EXAMINER.COM by Andrew Beck
A sprawling and magnificent set enables us to travel to the back hills of ‘Bubba Land’ Georgia where Robert Eads had his Taccoa home. In SOUTHERN COMFORT we see the glory of a very different American family being constructed from what some call misfits. Meeting on Sundays, their differences are both argued and celebrated openly, honestly and courageously in the community they have created for themselves. Despite pervasive predjudice surrounding them, here is the good earth in which they have planted trees, and each other in an effort to grow and survive." BROADWAY WORLD.COM by
"Lovingly designed in beat-up timber by James J. Fenton, the rural Georgia home of Robert (Annette O’Toole) provides a welcoming environment for a family chosen, as one of the characters observes, ‘not by blood, just by circumstance.’"

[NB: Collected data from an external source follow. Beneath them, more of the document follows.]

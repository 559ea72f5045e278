use serde::{Deserialize, Serialize};

use super::lenient;

/// Delivery health reported by ClickUp, also used to re-enable a webhook.
#[derive(Debug, Clone, Copy, Default, PartialEq, Eq, Serialize, Deserialize)]
#[serde(rename_all = "snake_case")]
pub enum WebhookStatus {
    #[default]
    Active,
    Failing,
    Suspended,
}

impl WebhookStatus {
    pub fn as_str(&self) -> &'static str {
        match self {
            WebhookStatus::Active => "active",
            WebhookStatus::Failing => "failing",
            WebhookStatus::Suspended => "suspended",
        }
    }
}

#[derive(Debug, Clone, Default, PartialEq, Serialize, Deserialize)]
pub struct WebhookHealth {
    pub status: Option<WebhookStatus>,
    #[serde(default, deserialize_with = "lenient::integer")]
    pub fail_count: Option<i64>,
}

#[derive(Debug, Clone, Default, PartialEq, Serialize, Deserialize)]
pub struct Webhook {
    pub id: Option<String>,
    #[serde(default, deserialize_with = "lenient::string")]
    pub userid: Option<String>,
    #[serde(default, deserialize_with = "lenient::string")]
    pub team_id: Option<String>,
    pub endpoint: Option<String>,
    pub client_id: Option<String>,
    #[serde(default)]
    pub events: Vec<String>,
    #[serde(default, deserialize_with = "lenient::string")]
    pub task_id: Option<String>,
    #[serde(default, deserialize_with = "lenient::string")]
    pub list_id: Option<String>,
    #[serde(default, deserialize_with = "lenient::string")]
    pub folder_id: Option<String>,
    #[serde(default, deserialize_with = "lenient::string")]
    pub space_id: Option<String>,
    pub health: Option<WebhookHealth>,
    pub secret: Option<String>,
}

/// Body of a webhook registration. Unset scopes are left out of the request.
#[derive(Debug, Clone, PartialEq, Serialize, Deserialize)]
pub struct CreateWebhook {
    pub endpoint: String,
    pub events: Vec<String>,
    #[serde(skip_serializing_if = "Option::is_none")]
    pub space_id: Option<String>,
    #[serde(skip_serializing_if = "Option::is_none")]
    pub folder_id: Option<String>,
    #[serde(skip_serializing_if = "Option::is_none")]
    pub list_id: Option<String>,
    #[serde(skip_serializing_if = "Option::is_none")]
    pub task_id: Option<String>,
}

impl CreateWebhook {
    /// Subscribe `endpoint` to every event (`"*"`).
    pub fn all_events(endpoint: impl Into<String>) -> Self {
        Self {
            endpoint: endpoint.into(),
            events: vec!["*".to_string()],
            space_id: None,
            folder_id: None,
            list_id: None,
            task_id: None,
        }
    }
}
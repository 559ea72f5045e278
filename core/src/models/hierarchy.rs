use serde::{Deserialize, Serialize};

use super::lenient;
use super::task::{TaskPriority, TaskStatus};
use super::user::User;

/// Status definition attached to a list or space.
#[derive(Debug, Clone, Default, PartialEq, Serialize, Deserialize)]
pub struct StatusElement {
    #[serde(default, deserialize_with = "lenient::string")]
    pub id: Option<String>,
    pub status: Option<String>,
    #[serde(default, deserialize_with = "lenient::integer")]
    pub orderindex: Option<i64>,
    pub color: Option<String>,
    #[serde(rename = "type")]
    pub kind: Option<String>,
}

#[derive(Debug, Clone, Default, PartialEq, Serialize, Deserialize)]
pub struct ListFolderRef {
    #[serde(default, deserialize_with = "lenient::string")]
    pub id: Option<String>,
    pub name: Option<String>,
    pub hidden: Option<bool>,
    pub access: Option<bool>,
}

#[derive(Debug, Clone, Default, PartialEq, Serialize, Deserialize)]
pub struct ListSpaceRef {
    #[serde(default, deserialize_with = "lenient::string")]
    pub id: Option<String>,
    pub name: Option<String>,
    pub access: Option<bool>,
}

#[derive(Debug, Clone, Default, PartialEq, Serialize, Deserialize)]
pub struct List {
    #[serde(default, deserialize_with = "lenient::string")]
    pub id: Option<String>,
    pub name: Option<String>,
    pub deleted: Option<bool>,
    pub archived: Option<bool>,
    #[serde(default, deserialize_with = "lenient::integer")]
    pub orderindex: Option<i64>,
    pub override_statuses: Option<bool>,
    pub priority: Option<TaskPriority>,
    pub assignee: Option<User>,
    #[serde(default, deserialize_with = "lenient::string")]
    pub due_date: Option<String>,
    #[serde(default, deserialize_with = "lenient::string")]
    pub start_date: Option<String>,
    pub folder: Option<ListFolderRef>,
    pub space: Option<ListSpaceRef>,
    #[serde(default)]
    pub statuses: Vec<StatusElement>,
    pub inbound_address: Option<String>,
    pub permission_level: Option<String>,
    pub content: Option<String>,
    pub status: Option<TaskStatus>,
    #[serde(default, deserialize_with = "lenient::integer")]
    pub task_count: Option<i64>,
}

#[derive(Debug, Clone, Default, PartialEq, Serialize, Deserialize)]
pub struct Folder {
    #[serde(default, deserialize_with = "lenient::string")]
    pub id: Option<String>,
    pub name: Option<String>,
    #[serde(default, deserialize_with = "lenient::integer")]
    pub orderindex: Option<i64>,
    pub override_statuses: Option<bool>,
    pub hidden: Option<bool>,
    pub space: Option<ListSpaceRef>,
    #[serde(default, deserialize_with = "lenient::integer")]
    pub task_count: Option<i64>,
    #[serde(default)]
    pub lists: Vec<List>,
}

/// `{"enabled": bool}` flag used throughout space features.
#[derive(Debug, Clone, Copy, Default, PartialEq, Eq, Serialize, Deserialize)]
pub struct FeatureToggle {
    #[serde(default)]
    pub enabled: bool,
}

#[derive(Debug, Clone, Default, PartialEq, Serialize, Deserialize)]
pub struct SpaceFeatures {
    #[serde(skip_serializing_if = "Option::is_none")]
    pub due_dates: Option<FeatureToggle>,
    #[serde(skip_serializing_if = "Option::is_none")]
    pub time_tracking: Option<FeatureToggle>,
    #[serde(skip_serializing_if = "Option::is_none")]
    pub tags: Option<FeatureToggle>,
    #[serde(skip_serializing_if = "Option::is_none")]
    pub time_estimates: Option<FeatureToggle>,
    #[serde(skip_serializing_if = "Option::is_none")]
    pub checklists: Option<FeatureToggle>,
    #[serde(skip_serializing_if = "Option::is_none")]
    pub custom_fields: Option<FeatureToggle>,
    #[serde(skip_serializing_if = "Option::is_none")]
    pub remap_dependencies: Option<FeatureToggle>,
    #[serde(skip_serializing_if = "Option::is_none")]
    pub dependency_warning: Option<FeatureToggle>,
    #[serde(skip_serializing_if = "Option::is_none")]
    pub portfolios: Option<FeatureToggle>,
    #[serde(skip_serializing_if = "Option::is_none")]
    pub multiple_assignees: Option<FeatureToggle>,
    #[serde(skip_serializing_if = "Option::is_none")]
    pub sprints: Option<FeatureToggle>,
    #[serde(skip_serializing_if = "Option::is_none")]
    pub points: Option<FeatureToggle>,
    #[serde(skip_serializing_if = "Option::is_none")]
    pub custom_items: Option<FeatureToggle>,
    #[serde(skip_serializing_if = "Option::is_none")]
    pub zoom: Option<FeatureToggle>,
    #[serde(skip_serializing_if = "Option::is_none")]
    pub milestones: Option<FeatureToggle>,
    #[serde(skip_serializing_if = "Option::is_none")]
    pub emails: Option<FeatureToggle>,
}

impl SpaceFeatures {
    /// Every toggle set to `enabled`, the shape `create_space` sends.
    pub fn all(enabled: bool) -> Self {
        let on = Some(FeatureToggle { enabled });
        Self {
            due_dates: on,
            time_tracking: on,
            tags: on,
            time_estimates: on,
            checklists: on,
            custom_fields: on,
            remap_dependencies: on,
            dependency_warning: on,
            portfolios: on,
            multiple_assignees: on,
            sprints: on,
            points: on,
            custom_items: on,
            zoom: on,
            milestones: on,
            emails: on,
        }
    }
}

#[derive(Debug, Clone, Default, PartialEq, Serialize, Deserialize)]
pub struct Space {
    #[serde(default, deserialize_with = "lenient::string")]
    pub id: Option<String>,
    pub name: Option<String>,
    pub access: Option<bool>,
    pub private: Option<bool>,
    pub multiple_assignees: Option<bool>,
    pub archived: Option<bool>,
    pub features: Option<SpaceFeatures>,
    #[serde(default)]
    pub statuses: Vec<StatusElement>,
}

/// Tasks, lists and folders shared with the authenticated user.
#[derive(Debug, Clone, Default, PartialEq, Serialize, Deserialize)]
pub struct SharedHierarchy {
    #[serde(default)]
    pub tasks: Vec<String>,
    #[serde(default)]
    pub lists: Vec<List>,
    #[serde(default)]
    pub folders: Vec<Folder>,
}
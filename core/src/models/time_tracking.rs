use chrono::{DateTime, Utc};
use serde::{Deserialize, Serialize};

use super::lenient;
use super::task::{Tag, Task};
use super::user::User;

/// A tracked time interval. A running timer has no `end` and a negative
/// `duration`.
#[derive(Debug, Clone, Default, PartialEq, Serialize, Deserialize)]
pub struct TimeEntry {
    #[serde(default, deserialize_with = "lenient::string")]
    pub id: Option<String>,
    pub task: Option<Task>,
    #[serde(default, deserialize_with = "lenient::string")]
    pub wid: Option<String>,
    pub user: Option<User>,
    pub billable: Option<bool>,
    #[serde(default, deserialize_with = "lenient::string")]
    pub start: Option<String>,
    #[serde(default, deserialize_with = "lenient::string")]
    pub end: Option<String>,
    #[serde(default, deserialize_with = "lenient::integer")]
    pub duration: Option<i64>,
    pub description: Option<String>,
    #[serde(default)]
    pub tags: Vec<Tag>,
    pub source: Option<String>,
    #[serde(default, deserialize_with = "lenient::string")]
    pub at: Option<String>,
}

impl TimeEntry {
    pub fn started_at(&self) -> Option<DateTime<Utc>> {
        self.start.as_deref().and_then(super::timestamp)
    }

    pub fn is_running(&self) -> bool {
        self.end.is_none() && self.duration.is_some_and(|duration| duration < 0)
    }
}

THE NEW YORK TIMES by David Rooney
"…the team behind “Southern Comfort’’ has a remarkable story to tell, and they’ve found a creative way to tell it. James J. Fenton’s exceptionally detailed set conveys a sense both of camaraderie and freedom (a wooden swing on which Robert joyfully pushes Lola) and protective insularity (a lattice fence), while also evoking Robert’s past. The set extends offstage into an adjacent hallway, where the audience encounters what Fenton calls “a folk art altar,’’ assembled out of an antique door, toys, tools, and boxes, on which repose pictures of Robert when he was a girl named Barbara."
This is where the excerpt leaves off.